The Magic Jack-o'-Lantern
How do you feel about brownies? Oh, not the edible kind but the shaggy, brown, invisible kind? For those not in the know, brownies supposedly resided in every home in England, taking care of little every day details for the owners. Some people could even see these brownies and befriended them. In Sandra Heath’s The Magic Jack-o’-Lantern, brownies are an integral part of the story. Miss Polly Peach lives at Horditall House with her uncle and Bodkin, the resident brownie. Halloween is right around the corner and while Bodkin is looking forward to it (it’s his birthday as well) , he is still distraught over the loss of his sweetheart Nutmeg (yes, another brownie) who had seemingly disappeared a few months earlier.
It takes two incidents, occurring almost simultaneously, to get the ball rolling. The first is Sir Dominic Fortune riding by Horditall House, which happens because Polly’s neighbor put up signposts stating it’s the way to Bath. Of course, it’s really a money-making scheme because the signposts don’t really lead to Bath, but to the neighbor’s yard, where, when the carriages get stuck, he charges their owners for use of his yard. Polly almost calls out a warning to Dominic, but decides against it when he gives her a haughty and condescending look.
The second incident is Bodkin’s discovery that Polly’s Uncle Hordwell had sold Nutmeg to Sir Benjamin Beddem, the man that her uncle wants Polly to marry. Beddem, taking a page from Nostradomus, stands to make a lot of money from Nutmeg. He has the ability to make her visible to everyone and plans to charge money for this. Since brownies are furry and about two feet tall, they would be quite a sight to see. But a funny thing happens to an upset brownie: he or she becomes a boggart. As a boggart, brownies can cause no end of mischief and frustration. Bodkin decides to go to Bath to find Nutmeg and make Beddem’s and Hordwell’s life miserable. Polly, being a peach of a gal, makes off for Bath right behind him.
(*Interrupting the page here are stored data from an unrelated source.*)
// SPDX-License-Identifier: MIT OR Apache-2.0

/// Highest embedding level explicit controls may reach.
pub const MAX_LEVEL: u8 = 61;

/// Stack of active embedding levels, stored as one bit per level.
///
/// Bit `n` is set when level `n` is on the stack. Levels only ever increase towards the top, so
/// the current level is the highest set bit and the paragraph level is the lowest.
#[derive(Clone, Copy, Debug, Eq, Hash, PartialEq)]
pub struct LevelStack {
    bits: u64,
}

impl LevelStack {
    /// Create a stack holding only `level`, or `None` if `level` is above [`MAX_LEVEL`]
    pub fn new(level: u8) -> Option<Self> {
        let mut stack = Self { bits: 0 };
        stack.init(level).then_some(stack)
    }

    /// Restore a stack from [`Self::raw_bits`], or `None` if the bits describe no valid stack
    pub fn from_bits(bits: u64) -> Option<Self> {
        if bits == 0 || 63 - bits.leading_zeros() > MAX_LEVEL as u32 {
            return None;
        }
        Some(Self { bits })
    }

    /// Reset the stack to hold only `level`.
    ///
    /// Returns `false` and leaves the stack unchanged if `level` is above [`MAX_LEVEL`].
    pub fn init(&mut self, level: u8) -> bool {
        if level > MAX_LEVEL {
            return false;
        }
        self.bits = 1 << level;
        true
    }

    /// Push the least level greater than the current one with the requested parity.
    ///
    /// Returns `false` and leaves the stack unchanged if that level would exceed [`MAX_LEVEL`].
    pub fn push(&mut self, to_greater_even: bool) -> bool {
        let current = self.current_level();
        let next = if to_greater_even {
            (current + 2) & !1
        } else {
            (current + 1) | 1
        };
        if next > MAX_LEVEL {
            return false;
        }
        self.bits |= 1 << next;
        true
    }

    /// Pop the current level.
    ///
    /// Returns `false` if only the bottom level remains.
    pub fn pop(&mut self) -> bool {
        if self.bits.count_ones() <= 1 {
            return false;
        }
        self.bits &= !(1 << self.current_level());
        true
    }

    /// Level at the top of the stack
    #[inline]
    pub fn current_level(&self) -> u8 {
        (63 - self.bits.leading_zeros()) as u8
    }

    /// Level at the bottom of the stack, the paragraph level
    #[inline]
    pub fn bottom_level(&self) -> u8 {
        self.bits.trailing_zeros() as u8
    }

    #[inline]
    pub fn raw_bits(&self) -> u64 {
        self.bits
    }
}
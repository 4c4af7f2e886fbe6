// SPDX-License-Identifier: MIT OR Apache-2.0

//! Visual order of one line from its resolved levels (L2).

#[cfg(not(feature = "std"))]
use alloc::vec::Vec;
use core::ops::Range;

/// Spans of equal level, in visual order.
///
/// Apply this to one line at a time. A span at an odd level is displayed right to left.
pub fn visual_runs(levels: &[u8]) -> Vec<Range<usize>> {
    let mut runs: Vec<(Range<usize>, u8)> = Vec::new();
    let mut start = 0;
    for i in 1..=levels.len() {
        if i == levels.len() || levels[i] != levels[start] {
            runs.push((start..i, levels[start]));
            start = i;
        }
    }

    let Some(highest) = runs.iter().map(|(_, level)| *level).max() else {
        return Vec::new();
    };
    let Some(lowest_odd) = runs
        .iter()
        .map(|(_, level)| *level)
        .filter(|level| level & 1 == 1)
        .min()
    else {
        return runs.into_iter().map(|(range, _)| range).collect();
    };

    // From the highest level down, reverse every sequence of runs at that level or above
    for level in (lowest_odd..=highest).rev() {
        let mut i = 0;
        while i < runs.len() {
            if runs[i].1 < level {
                i += 1;
                continue;
            }
            let start = i;
            while i < runs.len() && runs[i].1 >= level {
                i += 1;
            }
            runs[start..i].reverse();
        }
    }
    runs.into_iter().map(|(range, _)| range).collect()
}

/// Logical index of each code unit, in visual order.
///
/// Code units are reordered individually, so a surrogate pair in a right-to-left run comes out
/// low half first.
pub fn reorder_visual(levels: &[u8]) -> Vec<usize> {
    let mut order = Vec::with_capacity(levels.len());
    for range in visual_runs(levels) {
        if levels[range.start] & 1 == 1 {
            order.extend(range.rev());
        } else {
            order.extend(range);
        }
    }
    order
}

#[cfg(test)]
mod tests {
    use super::*;

    #[test]
    fn single_direction() {
        assert_eq!(reorder_visual(&[0, 0, 0]), [0, 1, 2]);
        assert_eq!(reorder_visual(&[1, 1, 1]), [2, 1, 0]);
        assert_eq!(reorder_visual(&[2, 2]), [0, 1]);
        assert!(reorder_visual(&[]).is_empty());
    }

    #[test]
    fn mixed() {
        assert_eq!(reorder_visual(&[0, 0, 1, 1, 0]), [0, 1, 3, 2, 4]);
        assert_eq!(reorder_visual(&[0, 1, 2, 1, 0]), [0, 3, 2, 1, 4]);
        // Numbers inside right-to-left text keep their order
        assert_eq!(reorder_visual(&[1, 1, 2, 2, 1]), [4, 2, 3, 1, 0]);
    }

    #[test]
    fn runs() {
        assert_eq!(visual_runs(&[0, 0, 1, 1, 0]), [0..2, 2..4, 4..5]);
        assert_eq!(visual_runs(&[1, 2, 2, 1]), [3..4, 1..3, 0..1]);
    }
}
//! Key-value cache providers.
//!
//! Two interchangeable backends implement [`CacheStore`]: an in-process map
//! with TTL expiry ([`MemoryCache`]) and a redis-backed store ([`RedisCache`])
//! that additionally exposes task queues and agent-state keys.

pub mod memory;
pub mod redis_cache;

use std::time::Duration;

use async_trait::async_trait;
use serde_json::Value;
use sha2::{Digest, Sha256};

use crate::error::Result;

pub use memory::MemoryCache;
pub use redis_cache::RedisCache;

/// Common get/set/delete/flush surface shared by cache backends.
#[async_trait]
pub trait CacheStore: Send + Sync {
    /// Store a value, optionally bounded by a TTL.
    async fn set(&self, key: &str, value: &Value, ttl: Option<Duration>) -> Result<()>;

    /// Fetch a value. Expired or absent keys return `None`.
    async fn get(&self, key: &str) -> Result<Option<Value>>;

    /// Remove a key. Returns `true` if it existed.
    async fn delete(&self, key: &str) -> Result<bool>;

    /// Drop every entry in the store.
    async fn flush(&self) -> Result<()>;
}

/// Cache key for an LLM response: SHA-256 over `(provider, model, prompt)`.
///
/// Fields are length-prefixed so `("a|b", "c")` and `("a", "b|c")` can never
/// collide on a separator.
pub fn response_key(provider: &str, model: &str, prompt: &str) -> String {
    let mut hasher = Sha256::new();
    for field in [provider, model, prompt] {
        hasher.update((field.len() as u64).to_le_bytes());
        hasher.update(field.as_bytes());
    }
    format!("llm:response:{:x}", hasher.finalize())
}

#[cfg(test)]
mod tests {
    use super::*;

    #[test]
    fn test_response_key_deterministic() {
        let a = response_key("anthropic", "claude-3-haiku-20240307", "hello");
        let b = response_key("anthropic", "claude-3-haiku-20240307", "hello");
        assert_eq!(a, b);
    }

    #[test]
    fn test_response_key_prefix() {
        let key = response_key("anthropic", "m", "p");
        assert!(key.starts_with("llm:response:"));
    }

    #[test]
    fn test_response_key_field_aware() {
        let base = response_key("anthropic", "model-a", "hello");
        assert_ne!(base, response_key("openai", "model-a", "hello"));
        assert_ne!(base, response_key("anthropic", "model-b", "hello"));
        assert_ne!(base, response_key("anthropic", "model-a", "goodbye"));
    }

    #[test]
    fn test_response_key_no_separator_collision() {
        let a = response_key("a|b", "", "c");
        let b = response_key("a", "b", "c");
        assert_ne!(a, b, "length-prefixed encoding must prevent collisions");
    }
}
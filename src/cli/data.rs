//! Cache, queue and maintenance command handlers.

use anyhow::{Context, Result};

use raido::cache::RedisCache;
use raido::config::{settings, Settings};
use raido::maintenance::{MaintenanceManager, RetentionPolicy};
use raido::storage::ActivityStore;

/// Queues inspected by `raido queues`.
const KNOWN_QUEUES: &[&str] = &["tasks", "events"];

pub(crate) async fn cmd_cache_clear(pattern: &str) -> Result<()> {
    let settings = settings();
    let cache = RedisCache::connect(&settings.redis_url)
        .await
        .with_context(|| format!("Cannot reach redis at {}", settings.redis_url))?;
    let removed = cache.clear_pattern(pattern).await?;
    println!("Removed {} cached entries matching '{}'.", removed, pattern);
    Ok(())
}

pub(crate) async fn cmd_queues() -> Result<()> {
    let settings = settings();
    let cache = RedisCache::connect(&settings.redis_url)
        .await
        .with_context(|| format!("Cannot reach redis at {}", settings.redis_url))?;

    println!("Queues:");
    for queue in KNOWN_QUEUES {
        let len = cache.queue_len(queue).await?;
        println!("  {:<8} {} tasks", queue, len);
    }
    Ok(())
}

pub(crate) async fn cmd_maintenance(
    log_days: u32,
    metric_days: u32,
    command_days: u32,
) -> Result<()> {
    let settings = Settings::from_env()?;
    settings.ensure_dirs()?;

    let store = ActivityStore::open(&settings.database_path)?;
    let manager = MaintenanceManager::new(store, settings.data_dir.clone());
    let report = manager
        .run(RetentionPolicy {
            log_days,
            metric_days,
            command_days,
        })
        .await?;

    println!("Maintenance finished:");
    println!("  Logs removed:     {}", report.logs_removed);
    println!("  Metrics removed:  {}", report.metrics_removed);
    println!("  Commands removed: {}", report.commands_removed);
    match report.backup {
        Some(stem) => println!("  Vault backup:     {}", stem.display()),
        None => println!("  Vault backup:     skipped (no vault)"),
    }
    Ok(())
}
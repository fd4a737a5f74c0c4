//! SQLite-backed activity store.
//!
//! Three tables record what the runtime did: commands executed on remote
//! servers, per-agent usage metrics, and a registry of vault credential keys
//! with access counters (the credential *values* never touch the database).

use std::path::Path;
use std::sync::Arc;

use chrono::{DateTime, Duration, SecondsFormat, Utc};
use rusqlite::{params, Connection, OptionalExtension};
use serde_json::Value;
use tokio::sync::Mutex;
use tracing::debug;

use crate::error::Result;

const SCHEMA: &str = r#"
PRAGMA journal_mode = WAL;

CREATE TABLE IF NOT EXISTS command_history (
    id INTEGER PRIMARY KEY AUTOINCREMENT,
    server_name TEXT NOT NULL,
    command TEXT NOT NULL,
    executed_at TEXT NOT NULL,
    executed_by TEXT NOT NULL,
    status TEXT NOT NULL,
    output TEXT,
    error TEXT
);

CREATE INDEX IF NOT EXISTS idx_commands_server ON command_history(server_name, executed_at DESC);
CREATE INDEX IF NOT EXISTS idx_commands_executed_at ON command_history(executed_at DESC);

CREATE TABLE IF NOT EXISTS agent_metrics (
    id INTEGER PRIMARY KEY AUTOINCREMENT,
    agent_id TEXT NOT NULL,
    timestamp TEXT NOT NULL,
    request_kind TEXT NOT NULL,
    processing_ms REAL NOT NULL,
    tokens_used INTEGER NOT NULL DEFAULT 0,
    success INTEGER NOT NULL DEFAULT 1,
    error_message TEXT,
    extra TEXT
);

CREATE INDEX IF NOT EXISTS idx_metrics_agent ON agent_metrics(agent_id, timestamp DESC);
CREATE INDEX IF NOT EXISTS idx_metrics_timestamp ON agent_metrics(timestamp DESC);

CREATE TABLE IF NOT EXISTS stored_credentials (
    id INTEGER PRIMARY KEY AUTOINCREMENT,
    credential_key TEXT UNIQUE NOT NULL,
    description TEXT,
    created_at TEXT NOT NULL,
    last_updated TEXT NOT NULL,
    last_accessed TEXT,
    access_count INTEGER NOT NULL DEFAULT 0,
    extra TEXT
);
"#;

/// Outcome of a remote command.
#[derive(Debug, Clone, Copy, PartialEq, Eq)]
pub enum CommandStatus {
    Success,
    Error,
}

impl CommandStatus {
    pub fn as_str(self) -> &'static str {
        match self {
            CommandStatus::Success => "success",
            CommandStatus::Error => "error",
        }
    }

    fn parse(s: &str) -> Self {
        match s {
            "success" => CommandStatus::Success,
            _ => CommandStatus::Error,
        }
    }
}

/// A command execution to record.
#[derive(Debug, Clone)]
pub struct CommandRecord {
    pub server_name: String,
    pub command: String,
    pub executed_by: String,
    pub status: CommandStatus,
    pub output: Option<String>,
    pub error: Option<String>,
}

/// A stored command row.
#[derive(Debug, Clone)]
pub struct CommandEntry {
    pub id: i64,
    pub server_name: String,
    pub command: String,
    pub executed_at: String,
    pub executed_by: String,
    pub status: CommandStatus,
    pub output: Option<String>,
    pub error: Option<String>,
}

/// A usage metric to record.
#[derive(Debug, Clone)]
pub struct MetricRecord {
    pub agent_id: String,
    pub request_kind: String,
    pub processing_ms: f64,
    pub tokens_used: i64,
    pub success: bool,
    pub error_message: Option<String>,
    pub extra: Option<Value>,
}

/// A stored metric row.
#[derive(Debug, Clone)]
pub struct MetricEntry {
    pub id: i64,
    pub agent_id: String,
    pub timestamp: String,
    pub request_kind: String,
    pub processing_ms: f64,
    pub tokens_used: i64,
    pub success: bool,
    pub error_message: Option<String>,
    pub extra: Option<Value>,
}

/// A stored credential-registry row.
#[derive(Debug, Clone)]
pub struct CredentialEntry {
    pub id: i64,
    pub credential_key: String,
    pub description: Option<String>,
    pub created_at: String,
    pub last_updated: String,
    pub last_accessed: Option<String>,
    pub access_count: i64,
    pub extra: Option<Value>,
}

/// Filter for [`ActivityStore::agent_metrics`].
#[derive(Debug, Clone, Default)]
pub struct MetricsFilter {
    pub agent_id: Option<String>,
    pub from: Option<DateTime<Utc>>,
    pub to: Option<DateTime<Utc>>,
}

/// SQLite store for command history, agent metrics and the credential registry.
#[derive(Clone)]
pub struct ActivityStore {
    conn: Arc<Mutex<Connection>>,
}

impl ActivityStore {
    /// Open (or create) the database at `path` and bootstrap the schema.
    pub fn open(path: &Path) -> Result<Self> {
        if let Some(parent) = path.parent() {
            std::fs::create_dir_all(parent)?;
        }
        let conn = Connection::open(path)?;
        conn.execute_batch(SCHEMA)?;
        debug!(path = %path.display(), "Opened activity store");
        Ok(Self {
            conn: Arc::new(Mutex::new(conn)),
        })
    }

    /// In-memory store for tests.
    pub fn open_in_memory() -> Result<Self> {
        let conn = Connection::open_in_memory()?;
        conn.execute_batch(SCHEMA)?;
        Ok(Self {
            conn: Arc::new(Mutex::new(conn)),
        })
    }

    // ── Command history ──────────────────────────────────────────────────────

    /// Record an executed command. Returns the row id.
    pub async fn log_command(&self, record: &CommandRecord) -> Result<i64> {
        let conn = self.conn.lock().await;
        conn.execute(
            "INSERT INTO command_history
             (server_name, command, executed_at, executed_by, status, output, error)
             VALUES (?1, ?2, ?3, ?4, ?5, ?6, ?7)",
            params![
                record.server_name,
                record.command,
                now_string(),
                record.executed_by,
                record.status.as_str(),
                record.output,
                record.error,
            ],
        )?;
        Ok(conn.last_insert_rowid())
    }

    /// Command history, newest first, optionally filtered by server name.
    pub async fn command_history(
        &self,
        server_name: Option<&str>,
        limit: usize,
    ) -> Result<Vec<CommandEntry>> {
        let conn = self.conn.lock().await;
        let mut stmt = conn.prepare(
            "SELECT id, server_name, command, executed_at, executed_by, status, output, error
             FROM command_history
             WHERE (?1 IS NULL OR server_name = ?1)
             ORDER BY executed_at DESC, id DESC
             LIMIT ?2",
        )?;
        let rows = stmt.query_map(params![server_name, limit as i64], |row| {
            let status: String = row.get(5)?;
            Ok(CommandEntry {
                id: row.get(0)?,
                server_name: row.get(1)?,
                command: row.get(2)?,
                executed_at: row.get(3)?,
                executed_by: row.get(4)?,
                status: CommandStatus::parse(&status),
                output: row.get(6)?,
                error: row.get(7)?,
            })
        })?;
        Ok(rows.collect::<std::result::Result<Vec<_>, _>>()?)
    }

    /// Delete command rows older than `days`. Returns how many were removed.
    pub async fn prune_commands(&self, days: u32) -> Result<usize> {
        let cutoff = cutoff_string(days);
        let conn = self.conn.lock().await;
        let removed = conn.execute(
            "DELETE FROM command_history WHERE executed_at < ?1",
            params![cutoff],
        )?;
        Ok(removed)
    }

    // ── Agent metrics ────────────────────────────────────────────────────────

    /// Record a usage metric. Returns the row id.
    pub async fn log_metric(&self, record: &MetricRecord) -> Result<i64> {
        let extra = match &record.extra {
            Some(value) => Some(serde_json::to_string(value)?),
            None => None,
        };
        let conn = self.conn.lock().await;
        conn.execute(
            "INSERT INTO agent_metrics
             (agent_id, timestamp, request_kind, processing_ms, tokens_used, success, error_message, extra)
             VALUES (?1, ?2, ?3, ?4, ?5, ?6, ?7, ?8)",
            params![
                record.agent_id,
                now_string(),
                record.request_kind,
                record.processing_ms,
                record.tokens_used,
                record.success as i64,
                record.error_message,
                extra,
            ],
        )?;
        Ok(conn.last_insert_rowid())
    }

    /// Metrics matching the filter, newest first.
    pub async fn agent_metrics(&self, filter: &MetricsFilter) -> Result<Vec<MetricEntry>> {
        let from = filter.from.map(format_timestamp);
        let to = filter.to.map(format_timestamp);
        let conn = self.conn.lock().await;
        let mut stmt = conn.prepare(
            "SELECT id, agent_id, timestamp, request_kind, processing_ms, tokens_used,
                    success, error_message, extra
             FROM agent_metrics
             WHERE (?1 IS NULL OR agent_id = ?1)
               AND (?2 IS NULL OR timestamp >= ?2)
               AND (?3 IS NULL OR timestamp <= ?3)
             ORDER BY timestamp DESC, id DESC",
        )?;
        let rows = stmt.query_map(params![filter.agent_id, from, to], |row| {
            let success: i64 = row.get(6)?;
            let extra: Option<String> = row.get(8)?;
            Ok(MetricEntry {
                id: row.get(0)?,
                agent_id: row.get(1)?,
                timestamp: row.get(2)?,
                request_kind: row.get(3)?,
                processing_ms: row.get(4)?,
                tokens_used: row.get(5)?,
                success: success != 0,
                error_message: row.get(7)?,
                extra: extra.and_then(|raw| serde_json::from_str(&raw).ok()),
            })
        })?;
        Ok(rows.collect::<std::result::Result<Vec<_>, _>>()?)
    }

    /// Delete metric rows older than `days`. Returns how many were removed.
    pub async fn prune_metrics(&self, days: u32) -> Result<usize> {
        let cutoff = cutoff_string(days);
        let conn = self.conn.lock().await;
        let removed = conn.execute(
            "DELETE FROM agent_metrics WHERE timestamp < ?1",
            params![cutoff],
        )?;
        Ok(removed)
    }

    // ── Credential registry ──────────────────────────────────────────────────

    /// Register a credential key (metadata only). Re-registering refreshes the
    /// description, extra data and `last_updated` stamp.
    pub async fn register_credential(
        &self,
        key: &str,
        description: Option<&str>,
        extra: Option<&Value>,
    ) -> Result<()> {
        let extra = match extra {
            Some(value) => Some(serde_json::to_string(value)?),
            None => None,
        };
        let now = now_string();
        let conn = self.conn.lock().await;
        conn.execute(
            "INSERT INTO stored_credentials (credential_key, description, created_at, last_updated, extra)
             VALUES (?1, ?2, ?3, ?3, ?4)
             ON CONFLICT(credential_key) DO UPDATE SET
                 description = excluded.description,
                 extra = excluded.extra,
                 last_updated = excluded.last_updated",
            params![key, description, now, extra],
        )?;
        Ok(())
    }

    /// Record an access to a credential. Returns `false` for unknown keys.
    pub async fn touch_credential(&self, key: &str) -> Result<bool> {
        let conn = self.conn.lock().await;
        let updated = conn.execute(
            "UPDATE stored_credentials
             SET last_accessed = ?1, access_count = access_count + 1
             WHERE credential_key = ?2",
            params![now_string(), key],
        )?;
        Ok(updated > 0)
    }

    /// Look up a credential-registry row.
    pub async fn credential(&self, key: &str) -> Result<Option<CredentialEntry>> {
        let conn = self.conn.lock().await;
        let entry = conn
            .query_row(
                "SELECT id, credential_key, description, created_at, last_updated,
                        last_accessed, access_count, extra
                 FROM stored_credentials WHERE credential_key = ?1",
                params![key],
                |row| {
                    let extra: Option<String> = row.get(7)?;
                    Ok(CredentialEntry {
                        id: row.get(0)?,
                        credential_key: row.get(1)?,
                        description: row.get(2)?,
                        created_at: row.get(3)?,
                        last_updated: row.get(4)?,
                        last_accessed: row.get(5)?,
                        access_count: row.get(6)?,
                        extra: extra.and_then(|raw| serde_json::from_str(&raw).ok()),
                    })
                },
            )
            .optional()?;
        Ok(entry)
    }
}

fn format_timestamp(ts: DateTime<Utc>) -> String {
    ts.to_rfc3339_opts(SecondsFormat::Millis, true)
}

fn now_string() -> String {
    format_timestamp(Utc::now())
}

fn cutoff_string(days: u32) -> String {
    format_timestamp(Utc::now() - Duration::days(i64::from(days)))
}
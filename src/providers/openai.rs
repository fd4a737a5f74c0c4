//! OpenAI chat completions provider.

use async_trait::async_trait;
use reqwest::Client;
use serde_json::{json, Value};
use tracing::debug;

use crate::error::{RaidoError, Result};

use super::anthropic::{api_error_message, build_client};
use super::{ChatProvider, GenParams, Generation, Usage};

const OPENAI_API_URL: &str = "https://api.openai.com/v1/chat/completions";

/// Client for the OpenAI chat completions API.
pub struct OpenAiProvider {
    api_key: String,
    params: GenParams,
    client: Client,
}

impl std::fmt::Debug for OpenAiProvider {
    fn fmt(&self, f: &mut std::fmt::Formatter<'_>) -> std::fmt::Result {
        f.debug_struct("OpenAiProvider")
            .field("api_key", &"[REDACTED]")
            .field("model", &self.params.model)
            .finish()
    }
}

impl OpenAiProvider {
    pub fn new(api_key: &str, params: GenParams) -> Self {
        Self {
            api_key: api_key.to_string(),
            params,
            client: build_client(),
        }
    }

    /// Build the chat completions request body for a single user prompt.
    ///
    /// The system prompt, when configured, leads the message list.
    fn build_request_body(&self, prompt: &str) -> Value {
        let mut messages = Vec::new();
        if let Some(system) = &self.params.system_prompt {
            messages.push(json!({ "role": "system", "content": system }));
        }
        messages.push(json!({ "role": "user", "content": prompt }));

        json!({
            "model": self.params.model,
            "messages": messages,
            "max_tokens": self.params.max_tokens,
            "temperature": self.params.temperature
        })
    }

    fn extract_text(response: &Value) -> Option<String> {
        response["choices"][0]["message"]["content"]
            .as_str()
            .map(String::from)
    }

    fn extract_usage(response: &Value) -> Option<Usage> {
        let usage = response.get("usage")?;
        let prompt = usage["prompt_tokens"].as_u64()? as u32;
        let completion = usage["completion_tokens"].as_u64()? as u32;
        Some(Usage::new(prompt, completion))
    }
}

#[async_trait]
impl ChatProvider for OpenAiProvider {
    async fn generate(&self, prompt: &str) -> Result<Generation> {
        let body = self.build_request_body(prompt);
        debug!(model = %self.params.model, "OpenAI request");

        let response = self
            .client
            .post(OPENAI_API_URL)
            .bearer_auth(&self.api_key)
            .header("Content-Type", "application/json")
            .json(&body)
            .send()
            .await
            .map_err(|e| RaidoError::Provider(format!("OpenAI request failed: {}", e)))?;

        if !response.status().is_success() {
            let status = response.status().as_u16();
            let error_text = response.text().await.unwrap_or_default();
            return Err(RaidoError::Provider(api_error_message(
                "OpenAI",
                status,
                &error_text,
            )));
        }

        let json: Value = response
            .json()
            .await
            .map_err(|e| RaidoError::Provider(format!("Failed to parse OpenAI response: {}", e)))?;

        let text = Self::extract_text(&json).ok_or_else(|| {
            RaidoError::Provider("OpenAI response contained no message content".into())
        })?;

        let mut generation = Generation::text(text);
        if let Some(usage) = Self::extract_usage(&json) {
            generation = generation.with_usage(usage);
        }
        Ok(generation)
    }

    fn name(&self) -> &str {
        "openai"
    }

    fn model(&self) -> &str {
        &self.params.model
    }
}

#[cfg(test)]
mod tests {
    use super::*;
    use crate::config::LlmDefaults;

    fn params() -> GenParams {
        GenParams {
            model: "gpt-4o-mini".to_string(),
            ..GenParams::from_defaults(&LlmDefaults::default())
        }
    }

    #[test]
    fn test_build_request_body_without_system() {
        let provider = OpenAiProvider::new("k", params());
        let body = provider.build_request_body("Hello");
        assert_eq!(body["model"], "gpt-4o-mini");
        let messages = body["messages"].as_array().unwrap();
        assert_eq!(messages.len(), 1);
        assert_eq!(messages[0]["role"], "user");
        assert_eq!(messages[0]["content"], "Hello");
    }

    #[test]
    fn test_build_request_body_system_leads() {
        let provider = OpenAiProvider::new("k", params().with_system_prompt("Be brief."));
        let body = provider.build_request_body("Hello");
        let messages = body["messages"].as_array().unwrap();
        assert_eq!(messages.len(), 2);
        assert_eq!(messages[0]["role"], "system");
        assert_eq!(messages[0]["content"], "Be brief.");
        assert_eq!(messages[1]["role"], "user");
    }

    #[test]
    fn test_extract_text() {
        let response = json!({
            "choices": [{ "message": { "role": "assistant", "content": "Hi there" } }]
        });
        assert_eq!(
            OpenAiProvider::extract_text(&response).as_deref(),
            Some("Hi there")
        );
    }

    #[test]
    fn test_extract_text_none_for_missing_choices() {
        let response = json!({ "choices": [] });
        assert!(OpenAiProvider::extract_text(&response).is_none());
    }

    #[test]
    fn test_extract_usage() {
        let response = json!({
            "choices": [{ "message": { "content": "hi" } }],
            "usage": { "prompt_tokens": 7, "completion_tokens": 3, "total_tokens": 10 }
        });
        let usage = OpenAiProvider::extract_usage(&response).unwrap();
        assert_eq!(usage.prompt_tokens, 7);
        assert_eq!(usage.completion_tokens, 3);
        assert_eq!(usage.total_tokens, 10);
    }

    #[test]
    fn test_provider_name_and_model() {
        let provider = OpenAiProvider::new("k", params());
        assert_eq!(provider.name(), "openai");
        assert_eq!(provider.model(), "gpt-4o-mini");
    }

    #[test]
    fn test_debug_redacts_api_key() {
        let provider = OpenAiProvider::new("sk-secret", params());
        let rendered = format!("{:?}", provider);
        assert!(!rendered.contains("sk-secret"));
    }
}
In Bath, Polly doesn’t find Bodkin but she does find Sir Dominic. The two recognize each other and Dominic is furious at Polly for not warning him about her neighbor. In return she tells him he was too haughty for his own good and got what he deserved. Dominic is in Bath to find a wife since his supposed true love, Lady Georgiana, has decided to on someone else. It is then that the first of many, far too many, misunderstandings occur – Bodkin believes Polly has betrayed him. From there, they just snowball. Misunderstanding heaped upon misunderstanding. You know what they say; too may misunderstandings spoil the story – or something like that. Bodkin keeps causing trouble, Dominic thinks it’s Polly, Polly knows it’s Bodkin but how can she tell Dominic? When she finally does tell him; he takes it a little too well and agrees to help find Nutmeg. Just when you think the misunderstandings are done, another one pops up, and then another. After about eight or nine of them, I wanted to scream. In general, I am not a fan of the Big Misunderstanding, but when they are used judiciously there is less to complain about. They are not used judiciously here.
Eventually, the villain is vanquished, Bodkin finds Nutmeg and Dominic finds his bride, Polly. Separately, I enjoyed Polly and Dominic, but together they got on my nerves. Sir Dominic seems to fall out of love with Georgiana fairly quickly after just professing his love for her. Polly is suspicious at first, and who would blame her? The most likable characters in the book are the brownies. Not only do we have Bodkin but we are introduced to Ragwort, a city brownie who is an expert on brownie lore.
If you have enjoyed Sandra Heath’s Regency Romances in the past, you might like this quirky story. But for me, the misunderstandings and the fact that I just couldn’t connect with the hero and heroine really spoiled the story. And while I did enjoy the brownies, all in all, I’d rather have the edible ones.